O cuidado psicoterapêutico demanda do profissional Psicólogo uma atenção e uma forma de pensar diferente do senso comum e do caráter apenas científico. Por isso deve-se ter a suspensão de pressupostos, crenças e saberes, proporcionando o surgimento de tudo que se encontra em suas próprias possibilidades e que acontecem de forma singular para quem o vive e experimenta.

Umas das grandes inquietações da humanidade estão relacionadas a ansiedade patológica ou ansiedade neurótica. Onde o indivíduo não entra em confronto com sua ansiedade normal, que a reduz ou nega sua relação com sua própria existência, que por sua vez está relacionada as infinitas possibilidades de escolhas.
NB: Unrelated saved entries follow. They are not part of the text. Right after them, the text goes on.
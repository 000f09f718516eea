use std::sync::{Arc, Mutex};
use std::time::Duration;

use service_registry::memory::Operation;
use service_registry::{
    Backoff, ConnectionManager, ConnectionSettings, ConnectionState, EndpointDescriptor,
    EndpointProvider, MemoryCoordinator, NodeNaming, PassOutcome, RegistrationRecord,
    RegistryError, RetryPolicy, ServiceRegister, ServiceRegistry, models,
};
use tracing_test::traced_test;

const WAIT: Duration = Duration::from_secs(5);

fn settings(max_attempts: u32) -> ConnectionSettings {
    ConnectionSettings {
        retry: RetryPolicy::new(max_attempts, Backoff::Fixed(Duration::from_millis(1))),
        reconnect: Backoff::Fixed(Duration::from_millis(1)),
        ..ConnectionSettings::default()
    }
}

fn engine(descriptors: Vec<EndpointDescriptor>) -> ServiceRegister {
    let provider: EndpointProvider = Arc::new(move || descriptors.clone());
    ServiceRegister::new(NodeNaming::new("/services").unwrap(), provider)
}

async fn start(
    store: &MemoryCoordinator,
    max_attempts: u32,
    descriptors: Vec<EndpointDescriptor>,
) -> ServiceRegistry {
    ServiceRegistry::start_with(
        Arc::new(store.clone()),
        settings(max_attempts),
        engine(descriptors),
    )
    .await
    .unwrap()
}

fn record(store: &MemoryCoordinator, path: &str) -> RegistrationRecord {
    models::decode(&store.data(path).expect("node missing")).unwrap()
}

fn endpoint_paths(store: &MemoryCoordinator) -> Vec<String> {
    store
        .paths()
        .into_iter()
        .filter(|p| store.owner(p).is_some())
        .collect()
}

#[tokio::test]
#[traced_test]
async fn test_example_scenario() -> anyhow::Result<()> {
    let store = MemoryCoordinator::new();
    let registry = start(
        &store,
        3,
        vec![EndpointDescriptor::new("http://10.0.0.5:8080", "OrderApi")],
    )
    .await;

    let status = registry.register().wait_for_pass(1, WAIT).await?;
    let PassOutcome::Succeeded(report) = status.outcome else {
        panic!("pass did not succeed: {:?}", status.outcome);
    };
    assert_eq!(report.session_id.as_str(), "s-1001");
    assert_eq!(report.registered, vec!["/services/OrderApi/s-1001"]);

    let raw = store.data("/services/OrderApi/s-1001").unwrap();
    let json: serde_json::Value = serde_json::from_slice(&raw)?;
    assert_eq!(json["url"], "http://10.0.0.5:8080");
    assert_eq!(json["serviceNodeName"], "OrderApi");
    assert_eq!(json["endpointNodeName"], "s-1001");
    assert!(json["updateTime"].is_string());

    registry.close().await?;
    Ok(())
}

#[tokio::test]
async fn test_every_descriptor_published() {
    let store = MemoryCoordinator::new();
    let descriptors = vec![
        EndpointDescriptor::new("http://10.0.0.5:8080", "OrderApi"),
        EndpointDescriptor::new("http://10.0.0.5:8081", "Billing Api"),
        EndpointDescriptor::new("http://10.0.0.5:8082", "acme/Inventory"),
    ];
    let registry = start(&store, 3, descriptors.clone()).await;
    let status = registry.register().wait_for_pass(1, WAIT).await.unwrap();
    assert!(status.outcome.is_success());

    for (descriptor, path) in descriptors.iter().zip([
        "/services/OrderApi/s-1001",
        "/services/Billing_Api/s-1001",
        "/services/acme_Inventory/s-1001",
    ]) {
        assert_eq!(record(&store, path).url, descriptor.url);
    }
    registry.close().await.unwrap();
}

#[tokio::test]
async fn test_reconcile_is_idempotent() {
    let store = MemoryCoordinator::new();
    let registry = start(
        &store,
        3,
        vec![
            EndpointDescriptor::new("http://a", "A"),
            EndpointDescriptor::new("http://b", "B"),
        ],
    )
    .await;
    registry.register().wait_for_pass(1, WAIT).await.unwrap();
    let paths = store.paths();
    let creates = store.calls(Operation::Create);
    let first = record(&store, "/services/A/s-1001");

    tokio::time::sleep(Duration::from_millis(5)).await;
    registry.refresh().await.unwrap();

    assert_eq!(store.paths(), paths);
    assert_eq!(store.calls(Operation::Create), creates);
    let second = record(&store, "/services/A/s-1001");
    assert!(second.update_time > first.update_time);
    assert_eq!(second.url, first.url);
    assert_eq!(registry.status().pass, 2);
    registry.close().await.unwrap();
}

#[tokio::test]
async fn test_session_change_republishes() {
    let store = MemoryCoordinator::new();
    let registry = start(
        &store,
        3,
        vec![
            EndpointDescriptor::new("http://a", "A"),
            EndpointDescriptor::new("http://b", "B"),
        ],
    )
    .await;
    registry.register().wait_for_pass(1, WAIT).await.unwrap();
    let before = endpoint_paths(&store);
    assert_eq!(before, vec!["/services/A/s-1001", "/services/B/s-1001"]);

    assert_eq!(store.expire_session().unwrap().as_str(), "s-1001");
    let status = registry.register().wait_for_pass(2, WAIT).await.unwrap();
    let PassOutcome::Succeeded(report) = status.outcome else {
        panic!("second pass did not succeed: {:?}", status.outcome);
    };
    assert_eq!(report.session_id.as_str(), "s-1002");

    let after = endpoint_paths(&store);
    assert_eq!(after, vec!["/services/A/s-1002", "/services/B/s-1002"]);
    assert!(before.iter().all(|p| !after.contains(p)));
    assert_eq!(store.owner("/services/A/s-1002").unwrap().as_str(), "s-1002");
    registry.close().await.unwrap();
}

#[tokio::test]
async fn test_partial_failure_isolated() {
    let store = MemoryCoordinator::new();
    store.fail_always(Operation::Create, Some("/services/B/s-1001"));
    let registry = start(
        &store,
        3,
        vec![
            EndpointDescriptor::new("http://a", "A"),
            EndpointDescriptor::new("http://b", "B"),
            EndpointDescriptor::new("http://c", "C"),
        ],
    )
    .await;

    let status = registry.register().wait_for_pass(1, WAIT).await.unwrap();
    match status.outcome {
        PassOutcome::PartiallyFailed {
            failed,
            total,
            failures,
        } => {
            assert_eq!((failed, total), (1, 3));
            assert_eq!(failures[0].target, "/services/B/s-1001");
            assert!(matches!(
                failures[0].error,
                RegistryError::RetriesExhausted { attempts: 3, .. }
            ));
        }
        other => panic!("unexpected outcome {other:?}"),
    }
    assert!(store.node("/services/A/s-1001").is_some());
    assert!(store.node("/services/B/s-1001").is_none());
    assert!(store.node("/services/C/s-1001").is_some());
    registry.close().await.unwrap();
}

#[tokio::test]
async fn test_failed_service_path_fails_its_records() {
    let store = MemoryCoordinator::new();
    store.fail_fatal(Operation::EnsurePath, Some("/services/A"));
    let registry = start(
        &store,
        3,
        vec![
            EndpointDescriptor::new("http://a", "A"),
            EndpointDescriptor::new("http://b", "B"),
        ],
    )
    .await;

    let status = registry.register().wait_for_pass(1, WAIT).await.unwrap();
    let PassOutcome::PartiallyFailed { failures, .. } = status.outcome else {
        panic!("expected a partial failure: {:?}", status.outcome);
    };
    assert_eq!(failures.len(), 1);
    assert!(matches!(
        failures[0].error,
        RegistryError::PermissionDenied(_)
    ));
    // fatal errors are not retried
    assert_eq!(store.calls(Operation::EnsurePath), 2);
    assert!(store.node("/services/A").is_none());
    assert!(store.node("/services/B/s-1001").is_some());
    registry.close().await.unwrap();
}

#[tokio::test]
async fn test_retry_then_succeed() {
    let store = MemoryCoordinator::new();
    store.fail_times(Operation::Create, Some("/services/A/s-1001"), 2);
    let registry = start(&store, 3, vec![EndpointDescriptor::new("http://a", "A")]).await;

    let status = registry.register().wait_for_pass(1, WAIT).await.unwrap();
    assert!(status.outcome.is_success(), "{:?}", status.outcome);
    assert_eq!(store.calls(Operation::Create), 3);
    assert_eq!(record(&store, "/services/A/s-1001").url, "http://a");
    registry.close().await.unwrap();
}

#[tokio::test]
async fn test_retry_exhaustion_exact_attempts() {
    let store = MemoryCoordinator::new();
    store.fail_always(Operation::Exists, Some("/services/A/s-1001"));
    let registry = start(&store, 4, vec![EndpointDescriptor::new("http://a", "A")]).await;

    let status = registry.register().wait_for_pass(1, WAIT).await.unwrap();
    let PassOutcome::PartiallyFailed {
        failed, failures, ..
    } = status.outcome
    else {
        panic!("expected a partial failure: {:?}", status.outcome);
    };
    assert_eq!(failed, 1);
    assert!(matches!(
        &failures[0].error,
        RegistryError::RetriesExhausted { attempts: 4, source }
            if matches!(**source, RegistryError::Transport(_))
    ));
    assert_eq!(store.calls(Operation::Exists), 4);
    assert_eq!(store.calls(Operation::Create), 0);
    registry.close().await.unwrap();
}

#[tokio::test]
async fn test_not_connected_does_not_run() {
    let store = MemoryCoordinator::new();
    let register = engine(vec![EndpointDescriptor::new("http://a", "A")]);
    let conn = ConnectionManager::new(
        Arc::new(store.clone()),
        settings(3),
        Arc::new(engine(vec![])),
    );

    let err = register.run_pass(&conn).await.unwrap_err();
    assert!(matches!(err, RegistryError::NotConnected(_)));
    let status = register.status();
    assert_eq!(status.pass, 1);
    assert!(matches!(
        status.outcome,
        PassOutcome::NotRun(RegistryError::NotConnected(_))
    ));
    assert!(store.paths().is_empty());
    assert_eq!(store.calls(Operation::EnsurePath), 0);
}

#[tokio::test]
async fn test_connect_failures_delay_first_pass() {
    let store = MemoryCoordinator::new();
    store.fail_times(Operation::Connect, None, 2);
    let registry = start(&store, 3, vec![EndpointDescriptor::new("http://a", "A")]).await;

    let status = registry.register().wait_for_pass(1, WAIT).await.unwrap();
    assert!(status.outcome.is_success());
    assert_eq!(store.calls(Operation::Connect), 3);
    assert!(store.node("/services/A/s-1001").is_some());
    registry.close().await.unwrap();
}

#[tokio::test]
async fn test_close_cancels_running_pass() {
    let store = MemoryCoordinator::new();
    store.fail_always(Operation::Create, None);
    let registry = ServiceRegistry::start_with(
        Arc::new(store.clone()),
        ConnectionSettings {
            retry: RetryPolicy::new(10, Backoff::Fixed(Duration::from_secs(60))),
            reconnect: Backoff::Fixed(Duration::from_millis(1)),
            ..ConnectionSettings::default()
        },
        engine(vec![EndpointDescriptor::new("http://a", "A")]),
    )
    .await
    .unwrap();

    tokio::time::timeout(WAIT, async {
        while store.calls(Operation::Create) == 0 {
            tokio::time::sleep(Duration::from_millis(1)).await;
        }
    })
    .await
    .unwrap();

    tokio::time::timeout(WAIT, registry.close())
        .await
        .unwrap()
        .unwrap();
    assert_eq!(registry.state(), ConnectionState::Closed);
    assert_eq!(store.calls(Operation::Create), 1);
    assert_eq!(registry.status().pass, 0);
    assert!(!store.has_session());
}

#[tokio::test]
async fn test_provider_changes_picked_up_on_refresh() {
    let store = MemoryCoordinator::new();
    let desired = Arc::new(Mutex::new(vec![EndpointDescriptor::new("http://a", "A")]));
    let source = Arc::clone(&desired);
    let provider: EndpointProvider = Arc::new(move || source.lock().unwrap().clone());
    let registry = ServiceRegistry::start_with(
        Arc::new(store.clone()),
        settings(3),
        ServiceRegister::new(NodeNaming::new("/services").unwrap(), provider),
    )
    .await
    .unwrap();
    registry.register().wait_for_pass(1, WAIT).await.unwrap();

    desired
        .lock()
        .unwrap()
        .push(EndpointDescriptor::new("http://b", "B"));
    let report = registry.refresh().await.unwrap();
    assert_eq!(
        report.registered,
        vec!["/services/A/s-1001", "/services/B/s-1001"]
    );
    registry.close().await.unwrap();
}

#[tokio::test]
async fn test_connection_lost_republishes() {
    let store = MemoryCoordinator::new();
    let registry = start(&store, 3, vec![EndpointDescriptor::new("http://a", "A")]).await;
    registry.register().wait_for_pass(1, WAIT).await.unwrap();

    assert_eq!(store.drop_connection("socket reset").unwrap().as_str(), "s-1001");
    let status = registry.register().wait_for_pass(2, WAIT).await.unwrap();
    assert_eq!(status.pass, 2);
    let PassOutcome::Succeeded(report) = status.outcome else {
        panic!("second pass did not succeed: {:?}", status.outcome);
    };
    assert_eq!(report.session_id.as_str(), "s-1002");
    assert_eq!(endpoint_paths(&store), vec!["/services/A/s-1002"]);
    registry.close().await.unwrap();
}

#[tokio::test]
async fn test_connection_lost_during_pass() {
    let store = MemoryCoordinator::new();
    store.fail_always(Operation::Create, None);
    let registry = ServiceRegistry::start_with(
        Arc::new(store.clone()),
        ConnectionSettings {
            retry: RetryPolicy::new(5, Backoff::Fixed(Duration::from_millis(20))),
            reconnect: Backoff::Fixed(Duration::from_millis(1)),
            ..ConnectionSettings::default()
        },
        engine(vec![EndpointDescriptor::new("http://a", "A")]),
    )
    .await
    .unwrap();

    tokio::time::timeout(WAIT, async {
        while store.calls(Operation::Create) == 0 {
            tokio::time::sleep(Duration::from_millis(1)).await;
        }
    })
    .await
    .unwrap();
    store.drop_connection("socket reset");
    store.clear_faults();

    // the stale pass runs out its retries before the new session is opened
    let status = registry.register().wait_for_pass(2, WAIT).await.unwrap();
    assert_eq!(status.pass, 2);
    let PassOutcome::Succeeded(report) = status.outcome else {
        panic!("second pass did not succeed: {:?}", status.outcome);
    };
    assert_eq!(report.session_id.as_str(), "s-1002");
    assert_eq!(endpoint_paths(&store), vec!["/services/A/s-1002"]);
    assert_eq!(store.calls(Operation::Connect), 2);
    registry.close().await.unwrap();
}

#[tokio::test]
async fn test_colliding_contracts_reported() {
    let store = MemoryCoordinator::new();
    let registry = start(
        &store,
        3,
        vec![
            EndpointDescriptor::new("http://v1", "orders/v1"),
            EndpointDescriptor::new("http://v1b", "orders_v1"),
        ],
    )
    .await;

    let status = registry.register().wait_for_pass(1, WAIT).await.unwrap();
    let PassOutcome::PartiallyFailed {
        failed, failures, ..
    } = status.outcome
    else {
        panic!("collision reported as {:?}", status.outcome);
    };
    assert_eq!(failed, 1);
    assert!(matches!(failures[0].error, RegistryError::InvalidInput(_)));
    assert_eq!(record(&store, "/services/orders_v1/s-1001").url, "http://v1");
    registry.close().await.unwrap();
}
Hoje, as escolhas feitas são inautênticas e pouco corajosas. As pessoas cada vez mais se arriscam menos em tudo. Tem medo e receio de tudo. Medo da perda de controle de uma situação. A ausência do poder pessoal para ampliar as suas potencialidades. A ansiedade existencial e o fracasso na confrontação com os conflitos aumentam cada vez mais, acarretando perturbações metais, frustações existenciais com a falta de sentido, desajustes comportamentais, aborrecimento, apatia, estranheza e afastamento de si mesmo.

Como você está escolhendo suas possibilidades de existir ?

Como você escolhe construir o seu mundo?

A saúde mental se define pela habilidade da pessoa para passar pelas complexidades da sua vida e das relações com os outros e o mundo.

O processo terapêutico possibilitará este cuidado que todo ser humano necessita e facilitará a condução para o alcance de uma saúde mental e bem estar satisfatória.

Também vale um alerta para a famosa racionalização contemporânea: Devemos ter todo o cuidado com o excesso da racionalização, esta crença de que tem uma explicação racional para tudo, desvalorizando a psicoterapia e a possibilidade de se obter um conhecimento com base nas significações afetivas e subjetivas que a terapia pode te proporcionar.